Saturday, July 7, 2007

Let me begin by saying, "fuck".

I have grown quiet. In place of my honesty and boorishness I have chosen a path of discretion and inefficacy. I chose to be part of the scene instead of in front of it. I have resided in my head, alone there, enjoying the humor that comes from other’s misfortunes and idiosyncrasies. I have fallen away to exist merely as a watcher.

But I think that should end today. My torrent of emotional waves smash against the breakers I have placed there to keep the peace. I look at them from dry land and can not help but feel that I am losing a part of myself each time the tide relents and leaves me digressing steadily toward normalcy.

I watch the waves of truth hit and fall short of my mouth, the one place they can ebb, leaving only my conscience to take the heat. It is there, in my exhaled tangents, that they are cooled, unabridged and unbarred, malicious and free.

To my words I owe much gratitude. They’ve given me the most precious gifts I could ever wish for in this life. My words have retrieved for me women with a taste so divine it was intoxicating. They have put me on stages across the world for strangers to enjoy. They have given me access to people and places ordinary citizens could never dream of being. But more importantly, they fuel an existence that without them will bring death, for a life without my words will end all that is me and I shall lay silently as inanimate carbon.

I believe it is time to enjoy my words again, to break the silence reserved for condescending smirks and fill it with condescending remarks. It is once again time to sacrifice friendship for reality, because truthfully, how could I possibly enjoy life if it’s not played by my rules?

I’m holding court behind my eyes because it is the only perspective I have. What I see is one channel; my only viewable daily programming. Lucky for me, I’m the programming director.

This will develop progressively, with proper measures taken to ensure job security and other needs, but it is my hope that through this resurgence I can finally begin regaining some semblance of me.

Tuesday, June 5, 2007

Afterlife Now

It is as though I finally understand what religion is to us. The savior from our fear of no afterlife. I have long tussled with the worries that end in a spiritless world. When will I see my sweet love again? How will my children get by?

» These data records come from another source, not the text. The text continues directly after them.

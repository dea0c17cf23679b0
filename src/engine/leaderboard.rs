// ============================================================================
// Leaderboard
// Per-issuer sales statistics over a time range
// ============================================================================

use crate::domain::{PriceObservation, MANUAL_ISSUER_ID};
use crate::errors::EngineResult;
use crate::interfaces::NameResolver;
use crate::store::Repository;
use chrono::{DateTime, Datelike, Duration, TimeZone, Utc};
use std::collections::HashMap;

pub const LEADERBOARD_SIZE: usize = 10;

#[derive(Debug, Clone, PartialEq, Eq)]
pub struct LeaderboardEntry {
    pub issuer_id: i64,
    pub issuer_name: String,
    pub contracts: usize,
    pub total_price: u64,
}

#[derive(Debug, Clone, PartialEq, Eq)]
pub struct Leaderboard {
    pub start: DateTime<Utc>,
    pub end: DateTime<Utc>,
    pub entries: Vec<LeaderboardEntry>,
}

/// First and last second of the calendar month containing `now`
pub fn month_bounds(now: DateTime<Utc>) -> (DateTime<Utc>, DateTime<Utc>) {
    let (year, month) = (now.year(), now.month());
    let start = Utc
        .with_ymd_and_hms(year, month, 1, 0, 0, 0)
        .single()
        .unwrap_or(now);
    let (next_year, next_month) = if month == 12 {
        (year + 1, 1)
    } else {
        (year, month + 1)
    };
    let end = Utc
        .with_ymd_and_hms(next_year, next_month, 1, 0, 0, 0)
        .single()
        .map(|next| next - Duration::seconds(1))
        .unwrap_or(now);
    (start, end)
}

/// `(issuer, contracts, total)` ranked by contracts, then total, then issuer id.
/// Unattributed observations are ignored.
pub fn rank_issuers(observations: &[PriceObservation]) -> Vec<(i64, usize, u64)> {
    let mut per_issuer: HashMap<i64, (usize, u64)> = HashMap::new();
    for observation in observations {
        if observation.issuer_id == MANUAL_ISSUER_ID {
            continue;
        }
        let stats = per_issuer.entry(observation.issuer_id).or_default();
        stats.0 += 1;
        stats.1 = stats.1.saturating_add(observation.price);
    }

    let mut ranked: Vec<(i64, usize, u64)> = per_issuer
        .into_iter()
        .map(|(issuer, (contracts, total))| (issuer, contracts, total))
        .collect();
    ranked.sort_by(|a, b| b.1.cmp(&a.1).then(b.2.cmp(&a.2)).then(a.0.cmp(&b.0)));
    ranked.truncate(LEADERBOARD_SIZE);
    ranked
}

/// Top issuers of price observations in `[start, end]`
pub async fn build_leaderboard(
    repository: &dyn Repository,
    resolver: &dyn NameResolver,
    start: DateTime<Utc>,
    end: DateTime<Utc>,
) -> EngineResult<Leaderboard> {
    let observations = repository.query_prices_in_range(None, start, end)?;

    let mut entries = Vec::new();
    for (issuer_id, contracts, total_price) in rank_issuers(&observations) {
        entries.push(LeaderboardEntry {
            issuer_id,
            issuer_name: resolver.resolve_name(issuer_id).await,
            contracts,
            total_price,
        });
    }

    Ok(Leaderboard {
        start,
        end,
        entries,
    })
}
//! HTTP handlers
//!
//! Routes are grouped into a `/users` router (account operations) and a
//! `/posts` router (post, comment and interaction operations).

use axum::{
    extract::multipart::Field,
    routing::{delete, get, post},
    Router,
};

use crate::error::AppError;
use crate::storage::UploadedImage;
use crate::AppState;

pub mod comments;
pub mod posts;
pub mod users;

/// Create the account router, nested under `/users`
pub fn users_router() -> Router<AppState> {
    Router::new()
        .route("/register", post(users::register))
        .route("/login", post(users::login))
        .route("/search", get(users::search_users))
        .route("/check-admin", get(users::check_admin))
        .route("/admin/data", get(users::admin_data))
        .route("/admin/data/count", get(users::count_users))
        .route(
            "/:username",
            get(users::get_profile).put(users::update_profile),
        )
}

/// Create the post router, nested under `/posts`
pub fn posts_router() -> Router<AppState> {
    Router::new()
        .route("/", get(posts::list_posts).post(posts::create_post))
        .route("/count", get(posts::count_posts))
        .route("/count/:username", get(posts::count_posts_by_username))
        .route("/comments", get(comments::get_all_comments))
        .route("/comments/:commentId", delete(comments::delete_comment))
        .route("/users/:username", get(posts::get_posts_by_username))
        .route(
            "/:postId",
            get(posts::get_post)
                .put(posts::edit_post)
                .delete(posts::delete_post),
        )
        .route("/:postId/like", post(posts::like_post))
        .route("/:postId/unlike", post(posts::unlike_post))
        .route("/:postId/share", post(posts::share_post))
        .route("/:postId/comments", post(comments::add_comment))
        .route(
            "/:postId/comments/:commentId/like",
            post(comments::like_comment),
        )
}

/// Read one multipart file field into an [`UploadedImage`]
pub(crate) async fn read_image_field(field: Field<'_>) -> Result<UploadedImage, AppError> {
    let file_name = field.file_name().unwrap_or("upload").to_string();
    let content_type = field
        .content_type()
        .map(ToOwned::to_owned)
        .ok_or_else(|| {
            AppError::Validation("Missing content type for uploaded file".to_string())
        })?;
    let data = field
        .bytes()
        .await
        .map_err(|e| AppError::Validation(format!("Failed to read uploaded file: {}", e)))?
        .to_vec();

    Ok(UploadedImage {
        file_name,
        content_type,
        data,
    })
}

pub(crate) fn multipart_error(error: axum::extract::multipart::MultipartError) -> AppError {
    AppError::Validation(format!("Failed to parse multipart form: {}", error))
}

/// Remove files persisted during a request whose later checks failed,
/// so rejected requests leave nothing behind in the uploads directory.
pub(crate) async fn discard_uploads(state: &AppState, urls: &[String]) {
    for url in urls {
        if let Err(error) = state.storage.remove_image(url).await {
            tracing::warn!(%error, url = %url, "Failed to discard upload");
        }
    }
}
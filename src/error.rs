//! Error types for Lagoon
//!
//! All errors in the application are converted to `AppError`,
//! which implements `IntoResponse` for proper HTTP error responses.

use axum::http::StatusCode;
use axum::response::{IntoResponse, Response};
use thiserror::Error;

/// Application-wide error type
///
/// This enum represents all possible errors that can occur
/// in the application. It implements `IntoResponse` to
/// automatically convert errors to appropriate HTTP responses.
#[derive(Debug, Error)]
pub enum AppError {
    /// Resource not found (404)
    #[error("Resource not found")]
    NotFound,

    /// Authentication required (401)
    #[error("Authentication required")]
    Unauthorized,

    /// Wrong username or password (401)
    ///
    /// Deliberately identical for an unknown username and a bad password
    /// so the response cannot be used to enumerate usernames.
    #[error("Invalid credentials")]
    InvalidCredentials,

    /// Access denied (403)
    #[error("Access denied")]
    Forbidden,

    /// Duplicate resource (409)
    #[error("{0}")]
    Conflict(String),

    /// Validation error (400)
    #[error("{0}")]
    Validation(String),

    /// Database error (500)
    #[error("Database error: {0}")]
    Database(#[from] sqlx::Error),

    /// Local media storage error (500)
    #[error("Storage error: {0}")]
    Storage(String),

    /// Configuration error (500)
    #[error("Configuration error: {0}")]
    Config(String),

    /// Internal server error (500)
    #[error("Internal error: {0}")]
    Internal(#[from] anyhow::Error),
}

impl From<config::ConfigError> for AppError {
    fn from(err: config::ConfigError) -> Self {
        AppError::Config(err.to_string())
    }
}

impl IntoResponse for AppError {
    /// Convert error to HTTP response
    ///
    /// Maps each error variant to an HTTP status code and JSON error body.
    /// Internal failure detail is logged, never echoed to the client.
    fn into_response(self) -> Response {
        use axum::Json;

        let (status, error_message) = match &self {
            AppError::NotFound => (StatusCode::NOT_FOUND, self.to_string()),
            AppError::Unauthorized => (StatusCode::UNAUTHORIZED, self.to_string()),
            AppError::InvalidCredentials => (StatusCode::UNAUTHORIZED, self.to_string()),
            AppError::Forbidden => (StatusCode::FORBIDDEN, self.to_string()),
            AppError::Conflict(msg) => (StatusCode::CONFLICT, msg.clone()),
            AppError::Validation(msg) => (StatusCode::BAD_REQUEST, msg.clone()),
            AppError::Database(error) => {
                tracing::error!(%error, "Database error");
                (
                    StatusCode::INTERNAL_SERVER_ERROR,
                    "Database error".to_string(),
                )
            }
            AppError::Storage(error) => {
                tracing::error!(%error, "Storage error");
                (
                    StatusCode::INTERNAL_SERVER_ERROR,
                    "Storage error".to_string(),
                )
            }
            AppError::Config(msg) => (StatusCode::INTERNAL_SERVER_ERROR, msg.clone()),
            AppError::Internal(error) => {
                tracing::error!(%error, "Internal error");
                (
                    StatusCode::INTERNAL_SERVER_ERROR,
                    "Internal server error".to_string(),
                )
            }
        };

        let body = Json(serde_json::json!({
            "error": error_message,
        }));

        (status, body).into_response()
    }
}

/// Result type alias using AppError
pub type Result<T> = std::result::Result<T, AppError>;
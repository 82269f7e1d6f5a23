//! Authentication extractors
//!
//! The access gate: handlers that require identity take [`CurrentUser`],
//! visibility-aware public reads take [`MaybeUser`], admin-only routes take
//! [`AdminUser`]. On success the caller's full account record is available
//! for ownership and role checks.

use axum::{
    async_trait,
    extract::{FromRef, FromRequestParts},
    http::{request::Parts, HeaderMap},
};

use super::token::verify_token;
use crate::data::Account;
use crate::error::AppError;
use crate::AppState;

fn extract_bearer_token(headers: &HeaderMap) -> Option<&str> {
    headers
        .get("Authorization")
        .and_then(|h| h.to_str().ok())
        .and_then(|h| h.strip_prefix("Bearer "))
}

/// Resolve a bearer token to the caller's account record
///
/// Missing token is Unauthorized, a bad signature or expired token is
/// Forbidden, and a token whose account no longer exists is NotFound.
async fn authenticate(headers: &HeaderMap, state: &AppState) -> Result<Account, AppError> {
    let token = extract_bearer_token(headers).ok_or(AppError::Unauthorized)?;
    let claims = verify_token(token, &state.config.auth.token_secret)?;
    state
        .db
        .get_account_by_id(&claims.sub)
        .await?
        .ok_or(AppError::NotFound)
}

/// Extractor for the current authenticated account
///
/// # Usage
/// ```ignore
/// async fn handler(
///     CurrentUser(account): CurrentUser,
/// ) -> impl IntoResponse {
///     format!("Hello, {}", account.username)
/// }
/// ```
#[derive(Debug, Clone)]
pub struct CurrentUser(pub Account);

#[async_trait]
impl<S> FromRequestParts<S> for CurrentUser
where
    AppState: FromRef<S>,
    S: Send + Sync,
{
    type Rejection = AppError;

    async fn from_request_parts(parts: &mut Parts, state: &S) -> Result<Self, Self::Rejection> {
        if let Some(account) = parts.extensions.get::<Account>().cloned() {
            return Ok(CurrentUser(account));
        }

        let state = AppState::from_ref(state);
        let account = authenticate(&parts.headers, &state).await?;
        parts.extensions.insert(account.clone());

        Ok(CurrentUser(account))
    }
}

/// Optional current account extractor
///
/// Returns None if not authenticated, instead of an error. Used where
/// visibility depends on who is asking but anonymous access is allowed.
#[derive(Debug, Clone)]
pub struct MaybeUser(pub Option<Account>);

#[async_trait]
impl<S> FromRequestParts<S> for MaybeUser
where
    AppState: FromRef<S>,
    S: Send + Sync,
{
    type Rejection = std::convert::Infallible;

    async fn from_request_parts(parts: &mut Parts, state: &S) -> Result<Self, Self::Rejection> {
        if let Some(account) = parts.extensions.get::<Account>().cloned() {
            return Ok(MaybeUser(Some(account)));
        }

        let app_state = AppState::from_ref(state);
        let account = match extract_bearer_token(&parts.headers) {
            Some(_) => authenticate(&parts.headers, &app_state).await.ok(),
            None => None,
        };

        if let Some(account) = &account {
            parts.extensions.insert(account.clone());
        }

        Ok(MaybeUser(account))
    }
}

/// Extractor requiring an authenticated admin account
#[derive(Debug, Clone)]
pub struct AdminUser(pub Account);

#[async_trait]
impl<S> FromRequestParts<S> for AdminUser
where
    AppState: FromRef<S>,
    S: Send + Sync,
{
    type Rejection = AppError;

    async fn from_request_parts(parts: &mut Parts, state: &S) -> Result<Self, Self::Rejection> {
        let CurrentUser(account) = CurrentUser::from_request_parts(parts, state).await?;
        if !account.is_admin() {
            return Err(AppError::Forbidden);
        }
        Ok(AdminUser(account))
    }
}
//! Media storage on local disk
//!
//! Accepted uploads are written to a configured directory that the server
//! serves statically, and referenced by absolute URL in responses.

use std::path::PathBuf;

use chrono::Utc;

use crate::config::{MediaStorageConfig, ServerConfig};
use crate::error::AppError;

/// Per-file upload cap (5 MB)
pub const MAX_UPLOAD_BYTES: usize = 5 * 1024 * 1024;

/// Maximum images attached to a single post
pub const MAX_POST_IMAGES: usize = 10;

const ALLOWED_CONTENT_TYPES: [&str; 3] = ["image/jpeg", "image/jpg", "image/png"];

/// An image read out of a multipart request, not yet persisted
#[derive(Debug)]
pub struct UploadedImage {
    pub file_name: String,
    pub content_type: String,
    pub data: Vec<u8>,
}

/// Media storage service
///
/// Validates and persists uploads, returning public URLs.
pub struct MediaStorage {
    root: PathBuf,
    /// URL prefix the root directory is served under,
    /// e.g. "http://localhost:3000/uploads"
    public_base: String,
}

impl MediaStorage {
    /// Create new media storage, ensuring the upload directory exists
    pub fn new(config: &MediaStorageConfig, server: &ServerConfig) -> Result<Self, AppError> {
        std::fs::create_dir_all(&config.root)
            .map_err(|e| AppError::Storage(format!("failed to create upload dir: {}", e)))?;

        Ok(Self {
            root: config.root.clone(),
            public_base: format!(
                "{}{}",
                server.base_url(),
                config.public_path.trim_end_matches('/')
            ),
        })
    }

    /// Directory uploads are written to
    pub fn root(&self) -> &PathBuf {
        &self.root
    }

    /// Validate and persist one uploaded image
    ///
    /// # Errors
    /// `Validation` if the file exceeds 5 MB or is not JPEG/PNG.
    ///
    /// # Returns
    /// Public URL for the stored file.
    pub async fn save_image(&self, upload: UploadedImage) -> Result<String, AppError> {
        if upload.data.len() > MAX_UPLOAD_BYTES {
            return Err(AppError::Validation(format!(
                "file exceeds the {} MB upload limit",
                MAX_UPLOAD_BYTES / (1024 * 1024)
            )));
        }

        if !ALLOWED_CONTENT_TYPES.contains(&upload.content_type.as_str()) {
            return Err(AppError::Validation(
                "only .jpg, .jpeg and .png images are accepted".to_string(),
            ));
        }

        let file_name = format!(
            "{}-{}",
            Utc::now().timestamp_millis(),
            sanitize_file_name(&upload.file_name)
        );
        let path = self.root.join(&file_name);

        tokio::fs::write(&path, &upload.data)
            .await
            .map_err(|e| AppError::Storage(format!("failed to write upload: {}", e)))?;

        Ok(format!("{}/{}", self.public_base, file_name))
    }

    /// Delete a stored file by the public URL [`save_image`](Self::save_image)
    /// returned for it
    ///
    /// URLs outside this storage's public base and already-missing files are
    /// ignored.
    pub async fn remove_image(&self, url: &str) -> Result<(), AppError> {
        let Some(file_name) = url
            .strip_prefix(&self.public_base)
            .and_then(|rest| rest.strip_prefix('/'))
        else {
            return Ok(());
        };
        if file_name.is_empty() || file_name.contains(['/', '\\']) {
            return Ok(());
        }

        match tokio::fs::remove_file(self.root.join(file_name)).await {
            Ok(()) => Ok(()),
            Err(e) if e.kind() == std::io::ErrorKind::NotFound => Ok(()),
            Err(e) => Err(AppError::Storage(format!("failed to remove upload: {}", e))),
        }
    }
}

/// Reduce a client-supplied file name to a safe basename
fn sanitize_file_name(raw: &str) -> String {
    let base = raw.rsplit(['/', '\\']).next().unwrap_or(raw);
    let cleaned: String = base
        .chars()
        .map(|ch| {
            if ch.is_ascii_alphanumeric() || matches!(ch, '.' | '-' | '_') {
                ch
            } else {
                '_'
            }
        })
        .collect();
    if cleaned.trim_matches(['_', '.']).is_empty() {
        "upload".to_string()
    } else {
        cleaned
    }
}

#[cfg(test)]
mod tests {
    use super::*;
    use tempfile::TempDir;

    fn storage(dir: &TempDir) -> MediaStorage {
        let media = MediaStorageConfig {
            root: dir.path().to_path_buf(),
            public_path: "/uploads".to_string(),
        };
        let server = ServerConfig {
            host: "127.0.0.1".to_string(),
            port: 3000,
            domain: "localhost:3000".to_string(),
            protocol: "http".to_string(),
        };
        MediaStorage::new(&media, &server).unwrap()
    }

    #[test]
    fn sanitize_strips_path_components() {
        assert_eq!(sanitize_file_name("../../etc/passwd"), "passwd");
        assert_eq!(sanitize_file_name("photo of me.png"), "photo_of_me.png");
        assert_eq!(sanitize_file_name("///"), "upload");
    }

    #[tokio::test]
    async fn save_image_writes_file_and_returns_public_url() {
        let dir = TempDir::new().unwrap();
        let storage = storage(&dir);

        let url = storage
            .save_image(UploadedImage {
                file_name: "cat.png".to_string(),
                content_type: "image/png".to_string(),
                data: vec![0u8; 128],
            })
            .await
            .unwrap();

        assert!(url.starts_with("http://localhost:3000/uploads/"));
        assert!(url.ends_with("-cat.png"));

        let file_name = url.rsplit('/').next().unwrap();
        assert!(dir.path().join(file_name).exists());
    }

    #[tokio::test]
    async fn remove_image_deletes_only_stored_files() {
        let dir = TempDir::new().unwrap();
        let storage = storage(&dir);

        let url = storage
            .save_image(UploadedImage {
                file_name: "cat.png".to_string(),
                content_type: "image/png".to_string(),
                data: vec![0u8; 128],
            })
            .await
            .unwrap();
        let file_name = url.rsplit('/').next().unwrap().to_string();
        assert!(dir.path().join(&file_name).exists());

        storage.remove_image(&url).await.unwrap();
        assert!(!dir.path().join(&file_name).exists());

        // Missing files and foreign URLs are no-ops
        storage.remove_image(&url).await.unwrap();
        storage
            .remove_image("https://elsewhere.example.com/uploads/x.png")
            .await
            .unwrap();
    }

    #[tokio::test]
    async fn save_image_rejects_oversized_files() {
        let dir = TempDir::new().unwrap();
        let storage = storage(&dir);

        let result = storage
            .save_image(UploadedImage {
                file_name: "big.png".to_string(),
                content_type: "image/png".to_string(),
                data: vec![0u8; MAX_UPLOAD_BYTES + 1],
            })
            .await;
        assert!(matches!(result, Err(AppError::Validation(_))));
    }

    #[tokio::test]
    async fn save_image_rejects_unsupported_content_types() {
        let dir = TempDir::new().unwrap();
        let storage = storage(&dir);

        let result = storage
            .save_image(UploadedImage {
                file_name: "clip.gif".to_string(),
                content_type: "image/gif".to_string(),
                data: vec![0u8; 16],
            })
            .await;
        assert!(matches!(result, Err(AppError::Validation(_))));
    }
}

What will come of all that I have built, experienced and felt? I again find myself chilled by the desolation of nothingness.

When the talk of nuclear war graced my adolescent ears, I would awake from dreams terrified. Dreams where all that was left from the explosions were floating bodies and debris in the starkness of space. I contemplated, while miles away at college or on the other side of the world, how I would return to my mother and my brother, my grandmother and girlfriend if something cataclysmic were to happen.

I remember a dream in my early twenties that began with familiar friends in a familiar house near my old high school. My lover was with me enjoying the day as well. When I heard helicopters hovering overhead, I knew immediately they were going to fire on us. I remember diving atop her, flailing to cover every exposed piece of flesh that I could. When the missile hit, I felt the burning sensation slither up my back. I knew that I had saved her, but understood that we were still in trouble. I grabbed her hand and pulled her out through the back door. We ran hand-in-hand down the steep, grassy slope toward more open field. We were being fired upon still. We both instinctually know that we would have to let go hands and spread our paths if we were going to survive. We never broke stride or eye contact as we peacefully released one another and began our descent toward freedom.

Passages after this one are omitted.